Thursday, October 30, 2008

Monday (10-20-2008). Teaching English. Day 1.

I met with Diego at Sendero at 10 am and had a quick Canadian House orientation, mostly consisting of some Australian administrative lady arguing with Diego that I should audit a class rather than being thrown right into the classroom. But there simply wasn’t enough time. By the time Diego dropped me off, I was set to teach four classes in a row, all different classes and all different age levels. The students know about as much English as I know Spanish—virtually none.

Ryan and I reconvened and I spent most of the afternoon working over the lesson plans in the different teaching books I had been given. Out of respect for Saula, our host and the head of Fine-Tuned English (the rival school of Canadian House) I did not bring up the fact that I would be doing this. My stomach spent the majority of the afternoon recovering from eating an entire bag of sugar cane I had purchased off a street vendor. At 3:15 I walked to the school, very impressed with my ability to navigate Loja by myself via foot. At 4 pm, I began.

Class 1: 4-5 pm. Ages 7 and 8.

Try explaining Simon Says in English to a class full of Spanish speaking seven and eight year olds. Had the secretary not walked in relatively early in the class, it would have been a disaster. But I got them playing and it went well. Most of the class was focused on teaching them to say “This is a pencil.” “What is this?” “This is an eraser.” The kids are very cute but some of them are clearly way ahead of the others and as a result get bored and walk around the room. It wasn’t too difficult to manage them though with another adult in the room.

Class 2: 5-6 pm. Ages 11-13.

We mostly focused on the names of countries and describing nationalities. The second half of the class was devoted to the plural form of words and the many rules that come along with it including the ever bothersome irregular nouns like cheese, mice and geese. It’s a pretty nice class though and they were mostly focused. The school psychologist was present to translate, but unfortunately didn’t know enough English to adequately fulfill this role. But she was able to explain some of the more confusing rules to them in Spanish, which was helpful.

Class 3: 6-7 pm. Teenagers.

They had a written test which took the entire class. Even though I spaced out the desks, I could tell several were cheating—particularly three students who had some funny business going on with the passing of an eraser. This was later confirmed when they handed in their tests and they had all the same wrong answers in a pattern that matched no other tests but the clearly cheating trio.

Class 4: 7-9. Adults.

They had two hours for the same test and the second half was devoted to an oral portion, where they are supposed to carry on a conversation with me, with me guiding it with questions. I felt like I was interrogating them: “What is in your neighborhood? Describe your neighborhood.” “Do you like living there? Why?” “What did you have for breakfast, lunch and dinner?” “What is your favorite food?” Some of them actually broke a sweat trying to come up with some sort of response or understand the question. It was kind of hard to watch.

There it was. My first day really teaching in a structured classroom environment. Five hours, four straight classes in a row. What a whirlwind.
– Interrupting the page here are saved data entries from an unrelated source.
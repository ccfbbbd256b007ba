use crate::assessor::chunk_reliability;
use crate::context::{CorrectionAttempt, CorrectionContext};
use crate::generator::AnswerGenerator;
use crate::metric::CorrectiveAction;
use async_trait::async_trait;
use chrono::Utc;
use meridian_core::{
    clamp_unit, InferenceProvider, InvokeParams, MeridianError, MeridianResult, RagAnswer,
    RetrievalContext, SourceChunk,
};
use sha2::{Digest, Sha256};
use std::collections::HashSet;
use std::sync::Arc;
use tracing::{error, info};

/// Largest confidence gain `retrieve_more` may claim.
pub const RETRIEVE_MORE_CONFIDENCE_CAP: f64 = 0.1;
/// Sources below this reliability are dropped by `validate_sources`.
pub const RELIABILITY_FLOOR: f64 = 0.5;

/// Applies corrective actions to an answer.
///
/// [`CorrectionEngine`] is the model-backed implementation.
#[async_trait]
pub trait Corrector: Send + Sync {
    /// Run every pending action of `context` in order, recording each
    /// completed one in its history.
    async fn apply(&self, context: &mut CorrectionContext) -> CorrectionAttempt;
}

/// Runs corrective action handlers in sequence, each starting from the
/// previous handler's answer.
pub struct CorrectionEngine {
    provider: Arc<dyn InferenceProvider>,
    generator: Arc<AnswerGenerator>,
    model: String,
    broadened_top_k: usize,
}

impl CorrectionEngine {
    pub fn new(
        provider: Arc<dyn InferenceProvider>,
        generator: Arc<AnswerGenerator>,
        model: impl Into<String>,
        broadened_top_k: usize,
    ) -> Self {
        Self {
            provider,
            generator,
            model: model.into(),
            broadened_top_k,
        }
    }

    async fn handle(
        &self,
        action: CorrectiveAction,
        query: &str,
        answer: &RagAnswer,
    ) -> MeridianResult<RagAnswer> {
        match action {
            CorrectiveAction::RetrieveMore => self.retrieve_more(query, answer).await,
            CorrectiveAction::RefineQuery => self.refine_query(query).await,
            CorrectiveAction::ValidateSources => self.validate_sources(query, answer).await,
            CorrectiveAction::CrossReference => self.cross_reference(query, answer).await,
            CorrectiveAction::FactCheck => {
                self.rewrite(
                    "Fact-check the answer against the sources. Remove claims the sources do not support and mark uncertain claims with a short caveat.",
                    query,
                    answer,
                )
                .await
            }
            CorrectiveAction::SynthesizeBetter => {
                self.rewrite(
                    "Rewrite the answer for clear structure and flow. Do not add, remove or change any fact.",
                    query,
                    answer,
                )
                .await
            }
            CorrectiveAction::TemporalUpdate => {
                let today = Utc::now().format("%Y-%m-%d");
                let instruction = format!(
                    "Today is {today}. Revise time-sensitive claims so they are correct as of today, and say when a source may be out of date."
                );
                self.rewrite(&instruction, query, answer).await
            }
        }
    }

    /// Broaden retrieval, merge new chunks without duplicates and re-synthesize.
    async fn retrieve_more(&self, query: &str, answer: &RagAnswer) -> MeridianResult<RagAnswer> {
        let context = RetrievalContext {
            top_k: self.broadened_top_k,
            exclude_ids: answer.sources.iter().map(|s| s.id.clone()).collect(),
        };
        let extra = self.generator.retriever().retrieve(query, &context).await?;
        let extra = self.generator.filter_chunks(query, extra).await;
        let before = answer.sources.len();
        let merged = dedup_sources(answer.sources.iter().cloned().chain(extra));
        info!(before, after = merged.len(), "Broadened retrieval");

        let mut improved = self.generator.synthesize(query, merged).await?;
        improved.confidence = clamp_unit(
            improved
                .confidence
                .min(answer.confidence + RETRIEVE_MORE_CONFIDENCE_CAP),
        );
        Ok(improved)
    }

    /// Rewrite the query and answer it again from scratch.
    async fn refine_query(&self, query: &str) -> MeridianResult<RagAnswer> {
        let prompt = format!(
            "Rewrite this search query so it is specific and unambiguous. Reply with the query only.\n\nQuery: {query}"
        );
        let rewritten = self.invoke(&prompt).await?;
        let rewritten = rewritten.trim().trim_matches('"');
        info!(original = %query, refined = %rewritten, "Refined query");
        let mut answer = self.generator.generate(rewritten).await?;
        answer.query = query.to_string();
        Ok(answer)
    }

    /// Keep only reliable sources, falling back to all of them when none qualify.
    async fn validate_sources(&self, query: &str, answer: &RagAnswer) -> MeridianResult<RagAnswer> {
        let reliable: Vec<SourceChunk> = answer
            .sources
            .iter()
            .filter(|s| chunk_reliability(s) >= RELIABILITY_FLOOR)
            .cloned()
            .collect();
        let kept = if reliable.is_empty() {
            answer.sources.clone()
        } else {
            reliable
        };
        info!(before = answer.sources.len(), after = kept.len(), "Validated sources");
        self.generator.synthesize(query, kept).await
    }

    async fn cross_reference(&self, query: &str, answer: &RagAnswer) -> MeridianResult<RagAnswer> {
        if answer.sources.len() < 2 {
            return Ok(answer.clone());
        }
        self.rewrite(
            "Compare the sources with each other. Where they conflict, reconcile them into one consistent answer and say which source each disputed claim rests on.",
            query,
            answer,
        )
        .await
    }

    /// Ask for a revised answer text; sources and confidence are kept.
    async fn rewrite(
        &self,
        instruction: &str,
        query: &str,
        answer: &RagAnswer,
    ) -> MeridianResult<RagAnswer> {
        let prompt = format!(
            "{instruction}\n\nQuestion: {query}\n\nCurrent answer:\n{}\n\nSources:\n{}\n\nReply with the revised answer only.",
            answer.answer,
            answer.render_sources()
        );
        let text = self.invoke(&prompt).await?;
        let mut revised = answer.clone();
        revised.answer = text.trim().to_string();
        Ok(revised)
    }

    async fn invoke(&self, prompt: &str) -> MeridianResult<String> {
        let reply = self
            .provider
            .invoke(&self.model, prompt, &InvokeParams::new(1024, 0.3))
            .await?;
        if reply.trim().is_empty() {
            return Err(MeridianError::Generation("empty reply".into()));
        }
        Ok(reply)
    }
}

#[async_trait]
impl Corrector for CorrectionEngine {
    async fn apply(&self, context: &mut CorrectionContext) -> CorrectionAttempt {
        let pending = context.pending_actions();
        if pending.is_empty() {
            info!(iteration = context.iteration, "No new corrective action to apply");
            return CorrectionAttempt::unchanged(context.original_result.clone());
        }

        let mut attempt = CorrectionAttempt::unchanged(context.original_result.clone());
        for action in pending {
            let outcome = self
                .handle(action, &context.original_query, &attempt.answer)
                .await;
            match outcome {
                Ok(answer) => {
                    info!(
                        action = %action,
                        iteration = context.iteration,
                        confidence = answer.confidence,
                        "Applied corrective action"
                    );
                    attempt.answer = answer;
                    attempt.applied.push(action);
                    context.correction_history.push(action);
                }
                Err(e) => {
                    let failure = MeridianError::CorrectionHandler {
                        action: action.to_string(),
                        message: e.to_string(),
                    };
                    error!(action = %action, error = %failure, "Corrective action failed");
                    attempt.failure = Some(failure.to_string());
                    break;
                }
            }
        }
        attempt
    }
}

/// Hex SHA-256 of a chunk's trimmed content.
pub fn content_hash(content: &str) -> String {
    hex::encode(Sha256::digest(content.trim().as_bytes()))
}

/// Drop chunks whose content repeats an earlier one, keeping first occurrences.
pub fn dedup_sources(sources: impl IntoIterator<Item = SourceChunk>) -> Vec<SourceChunk> {
    let mut seen = HashSet::new();
    sources
        .into_iter()
        .filter(|s| seen.insert(content_hash(&s.content)))
        .collect()
}

#[cfg(test)]
mod tests {
    use super::*;

    #[test]
    fn test_dedup_sources_by_content() {
        let sources = vec![
            SourceChunk::new("1", "a", "same text"),
            SourceChunk::new("2", "b", "other"),
            SourceChunk::new("3", "c", "  same text\n"),
        ];
        let kept = dedup_sources(sources);
        let ids: Vec<&str> = kept.iter().map(|s| s.id.as_str()).collect();
        assert_eq!(ids, vec!["1", "2"]);
    }

    #[test]
    fn test_content_hash_is_hex_sha256() {
        assert_eq!(content_hash("x").len(), 64);
        assert_eq!(content_hash("x"), content_hash(" x "));
    }
}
I met up with Ryan in San Sebastian square. He was chatting with two fellows, one from Guayaquil who was pretty cool and had lived in Montanita for three years. He is currently studying in Loja to be a chef. The other guy was very very drunk and continued downing a bottle of liquor. Apparently the two guys didn’t know one another. Drunk guy came up to Ryan and started talking to him about America being the current cause of the violence in the world and had somehow pulled in the third guy. Apparently he had hawked his cell phone to buy another bottle of liquor. I didn’t much like drunk guy. He kept invading my space to the point that I put my arm around Ryan and hoped drunk guy would take the hint. He kind of didn’t but eventually he passed out in some bushes and we said goodbye to cool culinary Loja student and left.